_Material for this exercise_:
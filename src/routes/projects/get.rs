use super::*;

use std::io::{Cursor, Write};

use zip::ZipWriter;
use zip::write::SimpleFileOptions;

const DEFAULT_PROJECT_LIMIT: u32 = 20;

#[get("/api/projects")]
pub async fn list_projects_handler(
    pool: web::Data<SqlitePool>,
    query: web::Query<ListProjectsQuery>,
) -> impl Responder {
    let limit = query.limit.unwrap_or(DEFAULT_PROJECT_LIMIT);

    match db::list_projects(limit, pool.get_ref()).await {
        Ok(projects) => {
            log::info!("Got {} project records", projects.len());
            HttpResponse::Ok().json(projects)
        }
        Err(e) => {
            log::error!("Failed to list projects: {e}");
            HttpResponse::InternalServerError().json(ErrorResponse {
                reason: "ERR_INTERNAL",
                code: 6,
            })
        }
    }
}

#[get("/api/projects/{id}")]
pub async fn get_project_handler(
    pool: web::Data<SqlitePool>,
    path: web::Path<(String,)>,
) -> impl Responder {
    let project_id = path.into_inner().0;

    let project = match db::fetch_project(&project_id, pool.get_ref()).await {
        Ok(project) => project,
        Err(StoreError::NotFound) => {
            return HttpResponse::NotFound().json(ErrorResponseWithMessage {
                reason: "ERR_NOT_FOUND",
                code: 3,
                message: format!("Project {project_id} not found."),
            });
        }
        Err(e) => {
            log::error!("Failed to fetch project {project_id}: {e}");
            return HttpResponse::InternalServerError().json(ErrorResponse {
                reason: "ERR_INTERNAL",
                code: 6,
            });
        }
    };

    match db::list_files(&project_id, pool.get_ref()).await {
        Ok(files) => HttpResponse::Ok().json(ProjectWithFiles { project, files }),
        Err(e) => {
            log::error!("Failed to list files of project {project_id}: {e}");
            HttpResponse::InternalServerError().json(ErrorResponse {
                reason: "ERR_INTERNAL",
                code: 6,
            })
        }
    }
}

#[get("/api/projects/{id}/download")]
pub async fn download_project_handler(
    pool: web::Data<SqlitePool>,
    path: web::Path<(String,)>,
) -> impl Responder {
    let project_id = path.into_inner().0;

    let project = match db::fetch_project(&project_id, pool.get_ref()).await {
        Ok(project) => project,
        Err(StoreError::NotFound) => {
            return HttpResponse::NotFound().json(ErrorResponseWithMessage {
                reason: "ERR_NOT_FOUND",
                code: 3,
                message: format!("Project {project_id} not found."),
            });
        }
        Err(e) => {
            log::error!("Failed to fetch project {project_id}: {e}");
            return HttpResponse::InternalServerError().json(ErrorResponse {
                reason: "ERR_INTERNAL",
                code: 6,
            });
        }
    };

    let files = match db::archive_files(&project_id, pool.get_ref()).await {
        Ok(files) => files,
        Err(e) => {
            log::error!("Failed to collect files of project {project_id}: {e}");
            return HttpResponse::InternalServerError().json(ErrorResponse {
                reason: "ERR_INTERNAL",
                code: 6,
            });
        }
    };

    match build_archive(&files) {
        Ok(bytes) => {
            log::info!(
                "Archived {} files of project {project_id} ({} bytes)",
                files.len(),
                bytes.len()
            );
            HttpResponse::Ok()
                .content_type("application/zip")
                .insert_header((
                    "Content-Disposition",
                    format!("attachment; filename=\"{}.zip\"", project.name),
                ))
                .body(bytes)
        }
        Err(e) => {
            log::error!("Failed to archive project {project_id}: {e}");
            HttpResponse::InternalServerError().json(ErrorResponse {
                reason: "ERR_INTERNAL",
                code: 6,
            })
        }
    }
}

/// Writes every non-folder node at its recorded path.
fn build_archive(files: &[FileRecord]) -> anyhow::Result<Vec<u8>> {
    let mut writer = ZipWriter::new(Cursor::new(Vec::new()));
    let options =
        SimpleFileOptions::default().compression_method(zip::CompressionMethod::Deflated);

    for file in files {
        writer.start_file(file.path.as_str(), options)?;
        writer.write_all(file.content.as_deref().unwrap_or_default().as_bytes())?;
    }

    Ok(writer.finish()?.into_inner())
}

_Assignment_: Extract the full set of entries word for word.

_Answer to this problem_:
filename src/routes/projects/get.rs
use super::*;

use std::io::{Cursor, Write};

use zip::ZipWriter;
use zip::write::SimpleFileOptions;

const DEFAULT_PROJECT_LIMIT: u32 = 20;

#[get("/api/projects")]
pub async fn list_projects_handler(
    pool: web::Data<SqlitePool>,
    query: web::Query<ListProjectsQuery>,
) -> impl Responder {
    let limit = query.limit.unwrap_or(DEFAULT_PROJECT_LIMIT);

    match db::list_projects(limit, pool.get_ref()).await {
        Ok(projects) => {
            log::info!("Got {} project records", projects.len());
            HttpResponse::Ok().json(projects)
        }
        Err(e) => {
            log::error!("Failed to list projects: {e}");
            HttpResponse::InternalServerError().json(ErrorResponse {
                reason: "ERR_INTERNAL",
                code: 6,
            })
        }
    }
}

#[get("/api/projects/{id}")]
pub async fn get_project_handler(
    pool: web::Data<SqlitePool>,
    path: web::Path<(String,)>,
) -> impl Responder {
    let project_id = path.into_inner().0;

    let project = match db::fetch_project(&project_id, pool.get_ref()).await {
        Ok(project) => project,
        Err(StoreError::NotFound) => {
            return HttpResponse::NotFound().json(ErrorResponseWithMessage {
                reason: "ERR_NOT_FOUND",
                code: 3,
                message: format!("Project {project_id} not found."),
            });
        }
        Err(e) => {
            log::error!("Failed to fetch project {project_id}: {e}");
            return HttpResponse::InternalServerError().json(ErrorResponse {
                reason: "ERR_INTERNAL",
                code: 6,
            });
        }
    };

    match db::list_files(&project_id, pool.get_ref()).await {
        Ok(files) => HttpResponse::Ok().json(ProjectWithFiles { project, files }),
        Err(e) => {
            log::error!("Failed to list files of project {project_id}: {e}");
            HttpResponse::InternalServerError().json(ErrorResponse {
                reason: "ERR_INTERNAL",
                code: 6,
            })
        }
    }
}

#[get("/api/projects/{id}/download")]
pub async fn download_project_handler(
    pool: web::Data<SqlitePool>,
    path: web::Path<(String,)>,
) -> impl Responder {
    let project_id = path.into_inner().0;

    let project = match db::fetch_project(&project_id, pool.get_ref()).await {
        Ok(project) => project,
        Err(StoreError::NotFound) => {
            return HttpResponse::NotFound().json(ErrorResponseWithMessage {
                reason: "ERR_NOT_FOUND",
                code: 3,
                message: format!("Project {project_id} not found."),
            });
        }
        Err(e) => {
            log::error!("Failed to fetch project {project_id}: {e}");
            return HttpResponse::InternalServerError().json(ErrorResponse {
                reason: "ERR_INTERNAL",
                code: 6,
            });
        }
    };

    let files = match db::archive_files(&project_id, pool.get_ref()).await {
        Ok(files) => files,
        Err(e) => {
            log::error!("Failed to collect files of project {project_id}: {e}");
            return HttpResponse::InternalServerError().json(ErrorResponse {
                reason: "ERR_INTERNAL",
                code: 6,
            });
        }
    };

    match build_archive(&files) {
        Ok(bytes) => {
            log::info!(
                "Archived {} files of project {project_id} ({} bytes)",
                files.len(),
                bytes.len()
            );
            HttpResponse::Ok()
                .content_type("application/zip")
                .insert_header((
                    "Content-Disposition",
                    format!("attachment; filename=\"{}.zip\"", project.name),
                ))
                .body(bytes)
        }
        Err(e) => {
            log::error!("Failed to archive project {project_id}: {e}");
            HttpResponse::InternalServerError().json(ErrorResponse {
                reason: "ERR_INTERNAL",
                code: 6,
            })
        }
    }
}

/// Writes every non-folder node at its recorded path.
fn build_archive(files: &[FileRecord]) -> anyhow::Result<Vec<u8>> {
    let mut writer = ZipWriter::new(Cursor::new(Vec::new()));
    let options =
        SimpleFileOptions::default().compression_method(zip::CompressionMethod::Deflated);

    for file in files {
        writer.start_file(file.path.as_str(), options)?;
        writer.write_all(file.content.as_deref().unwrap_or_default().as_bytes())?;
    }

    Ok(writer.finish()?.into_inner())
}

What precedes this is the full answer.